◆ Problem to solve: What you return must be every line below that includes the word "myroot".

◆ Data in this exercise:
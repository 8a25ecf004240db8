//! End-to-end mirroring of a watched directory

use super::test_utils::{p, Harness};
use mirrorsync::engine::RootState;
use mirrorsync::store::ContentStore;
use mirrorsync::tree::TreeHasher;
use mirrorsync::watch::{FsEvent, FsNotifier};
use std::time::Duration;
use tokio::sync::mpsc;

/// Create, modify, then delete `a.txt` in an empty `myroot`
#[tokio::test]
async fn test_create_modify_delete_updates_manifest() {
    let h = Harness::new("myroot").await;
    let empty = h.root_id().await;

    h.write("a.txt", b"hello").await;
    h.engine.flush().await;
    let h1 = h.root_id().await;
    assert_ne!(h1, empty);
    assert_eq!(h.content.read(&p("/myroot/a.txt")).await.unwrap(), b"hello");
    assert_eq!(h.engine.manifest().get().await.unwrap().get(&h.root), Some(&h1));

    h.write("a.txt", b"hello world").await;
    h.engine.flush().await;
    let h2 = h.root_id().await;
    assert_ne!(h2, h1);
    assert_eq!(h.engine.manifest().get().await.unwrap().get(&h.root), Some(&h2));

    h.delete("a.txt").await;
    h.engine.flush().await;
    let h3 = h.root_id().await;
    assert_eq!(h3, empty);
    assert_eq!(h.engine.manifest().get().await.unwrap().get(&h.root), Some(&h3));
    assert!(h
        .content
        .stat(&p("/myroot/a.txt"))
        .await
        .unwrap_err()
        .is_not_found());
    assert_eq!(h.engine.state(&h.root), RootState::Watching);
}

#[tokio::test]
async fn test_delete_then_hash_omits_path() {
    let h = Harness::new("docs").await;
    h.write("keep.txt", b"keep").await;
    h.write("sub/drop.txt", b"drop").await;
    h.engine.flush().await;
    let before = h.root_id().await;

    h.delete("sub/drop.txt").await;
    h.engine.flush().await;

    let tree = TreeHasher::new(h.content.clone())
        .hash_tree(&h.root.object_path())
        .await
        .unwrap();
    assert!(!tree.contains(&p("/docs/sub/drop.txt")));
    assert!(tree.contains(&p("/docs/keep.txt")));
    assert_ne!(tree.content_id, before);
}

#[tokio::test]
async fn test_deleting_a_directory_removes_its_subtree() {
    let h = Harness::new("docs").await;
    h.write("sub/a.txt", b"a").await;
    h.write("sub/deeper/b.txt", b"b").await;
    h.engine.flush().await;

    h.delete("sub").await;
    h.engine.flush().await;

    assert!(h.content.list(&h.root.object_path()).await.unwrap().is_empty());
}

#[tokio::test]
async fn test_duplicate_and_missed_events_are_tolerated() {
    let h = Harness::new("docs").await;
    h.write("a.txt", b"a").await;
    h.engine
        .handle_event(FsEvent::add(h.file("a.txt")))
        .await
        .unwrap();
    // Unlink for a file the store never saw
    h.engine
        .handle_event(FsEvent::unlink(h.file("never.txt")))
        .await
        .unwrap();
    h.engine.flush().await;

    let names: Vec<_> = h
        .content
        .list(&h.root.object_path())
        .await
        .unwrap()
        .into_iter()
        .map(|e| e.name)
        .collect();
    assert_eq!(names, vec!["a.txt".to_string()]);
    assert_eq!(
        h.engine.manifest().cached().get(&h.root),
        Some(&h.root_id().await)
    );
}

#[tokio::test(flavor = "multi_thread", worker_threads = 2)]
async fn test_notifier_drives_the_engine() {
    let h = Harness::new("live").await;
    let (tx, rx) = mpsc::unbounded_channel();
    let _notifier = FsNotifier::watch(&h.watched, tx).unwrap();
    let (stop_tx, stop_rx) = tokio::sync::oneshot::channel::<()>();

    let watched = h.watched.clone();
    let writer = tokio::spawn(async move {
        tokio::time::sleep(Duration::from_millis(200)).await;
        std::fs::write(watched.join("note.txt"), b"from disk").unwrap();
    });

    let run = h.engine.run(rx, async {
        let _ = stop_rx.await;
    });
    let check = async {
        writer.await.unwrap();
        for _ in 0..100 {
            if let Ok(bytes) = h.content.read(&p("/live/note.txt")).await {
                if bytes == b"from disk" {
                    break;
                }
            }
            tokio::time::sleep(Duration::from_millis(100)).await;
        }
        let _ = stop_tx.send(());
    };
    let (result, _) = tokio::join!(run, check);
    result.unwrap();

    assert_eq!(h.content.read(&p("/live/note.txt")).await.unwrap(), b"from disk");
    assert_eq!(
        h.engine.manifest().cached().get(&h.root),
        Some(&h.root_id().await)
    );
}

◆ The completed task:
/// Create, modify, then delete `a.txt` in an empty `myroot`
    let h = Harness::new("myroot").await;
    assert_eq!(h.content.read(&p("/myroot/a.txt")).await.unwrap(), b"hello");
        .stat(&p("/myroot/a.txt"))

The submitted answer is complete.